Cyber criminal
Tens of thousands of people are involved in cyber crime

Computer threats becoming more sophisticated

Every research study points to a massive growth in scale of cyber attacks in 2008

Written by Computing staff

The scale and sophistication of IT security threats increased at an unprecedented rate during 2008, according to a series of end-of-year research studies published last week.

Anti-virus vendor Kaspersky Lab said that 15 million new forms of malware will have been detected by the end of this year ­ up from just two million in 2007.

IBM said data from its 3,700 managed security services customers worldwide showed that the number of security events rose from 1.8 billion to 2.5 billion per day over the past four months alone.

And security firm F-Secure said the level of malware detections trebled over the year to equal the total amount accumulated over the previous 21 years.

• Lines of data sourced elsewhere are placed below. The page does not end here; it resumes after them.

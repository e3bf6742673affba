//! Common API utilities and shared types

use axum::{
    extract::{FromRequest, OptionalFromRequest, Request},
    http::StatusCode,
    response::IntoResponse,
    Json,
};
use serde::{de::DeserializeOwned, Deserialize, Serialize};

use super::middleware::{ApiError, RotatedToken};

/// JSON request body whose rejections use the error envelope
///
/// Malformed or mistyped bodies are answered with `400 VALIDATION_ERROR`
/// instead of axum's plain-text rejection.
#[derive(Debug, Clone, Copy, Default)]
pub struct JsonBody<T>(pub T);

impl<T, S> FromRequest<S> for JsonBody<T>
where
    T: DeserializeOwned,
    S: Send + Sync,
{
    type Rejection = ApiError;

    async fn from_request(req: Request, state: &S) -> Result<Self, Self::Rejection> {
        let Json(value) = <Json<T> as FromRequest<S>>::from_request(req, state).await?;
        Ok(JsonBody(value))
    }
}

/// A request without a JSON content type yields `None`.
impl<T, S> OptionalFromRequest<S> for JsonBody<T>
where
    T: DeserializeOwned,
    S: Send + Sync,
{
    type Rejection = ApiError;

    async fn from_request(req: Request, state: &S) -> Result<Option<Self>, Self::Rejection> {
        let body = <Json<T> as OptionalFromRequest<S>>::from_request(req, state).await?;
        Ok(body.map(|Json(value)| JsonBody(value)))
    }
}

/// Success envelope: `{message, data?, token?}`
///
/// `token` carries a freshly issued credential, either from a login or
/// from rotation by the auth middleware.
#[derive(Debug, Serialize, Deserialize)]
pub struct ApiResponse<T> {
    pub message: String,
    #[serde(skip_serializing_if = "Option::is_none")]
    pub data: Option<T>,
    #[serde(skip_serializing_if = "Option::is_none")]
    pub token: Option<String>,
}

impl<T: Serialize> ApiResponse<T> {
    pub fn new(message: impl Into<String>, data: T) -> Self {
        Self {
            message: message.into(),
            data: Some(data),
            token: None,
        }
    }

    pub fn with_token(mut self, rotated: RotatedToken) -> Self {
        self.token = rotated.0;
        self
    }

    /// Reply with `201 Created`.
    pub fn created(self) -> (StatusCode, Json<Self>) {
        (StatusCode::CREATED, Json(self))
    }
}

impl ApiResponse<()> {
    pub fn message(message: impl Into<String>) -> Self {
        Self {
            message: message.into(),
            data: None,
            token: None,
        }
    }
}

impl<T: Serialize> IntoResponse for ApiResponse<T> {
    fn into_response(self) -> axum::response::Response {
        Json(self).into_response()
    }
}

/// Body of both login routes
#[derive(Debug, Deserialize)]
pub struct LoginRequest {
    #[serde(default)]
    pub email: String,
    #[serde(default)]
    pub password: String,
}

/// Body carrying only an email
#[derive(Debug, Deserialize)]
pub struct EmailRequest {
    #[serde(default)]
    pub email: String,
}

/// Body of the three range queries
#[derive(Debug, Deserialize)]
pub struct DateRangeRequest {
    #[serde(default)]
    pub start_date: String,
    pub end_date: Option<String>,
}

“It would be no surprise if the cyber-crime business [in 2008] was worth not less than $100bn (£68bn),” said Kaspersky Lab chief executive Eugene Kaspersky. “Unfortunately, the anti-malware industry is in a panic. It has finally recognised that it needs to invest more in technology.”

Kaspersky estimated that there are “tens of thousands of people in the cyber-crime business”, and that security vendors are engaging in technical espionage and battling with each other to recruit the best engineers to keep up.

Mikko Hyppönen, chief research officer at F-Secure, said online crime is now more prevalent and more professional than ever before, and put the blame on the inability of national and international authorities to catch, prosecute and sentence computer criminals.

“The bottom line is that too few of the perpetrators of internet crime are either caught or punished,” he said. “If no action is taken it sends the message to these criminals that internet crime is an easy way to make a lot of money and they will never be caught or punished.”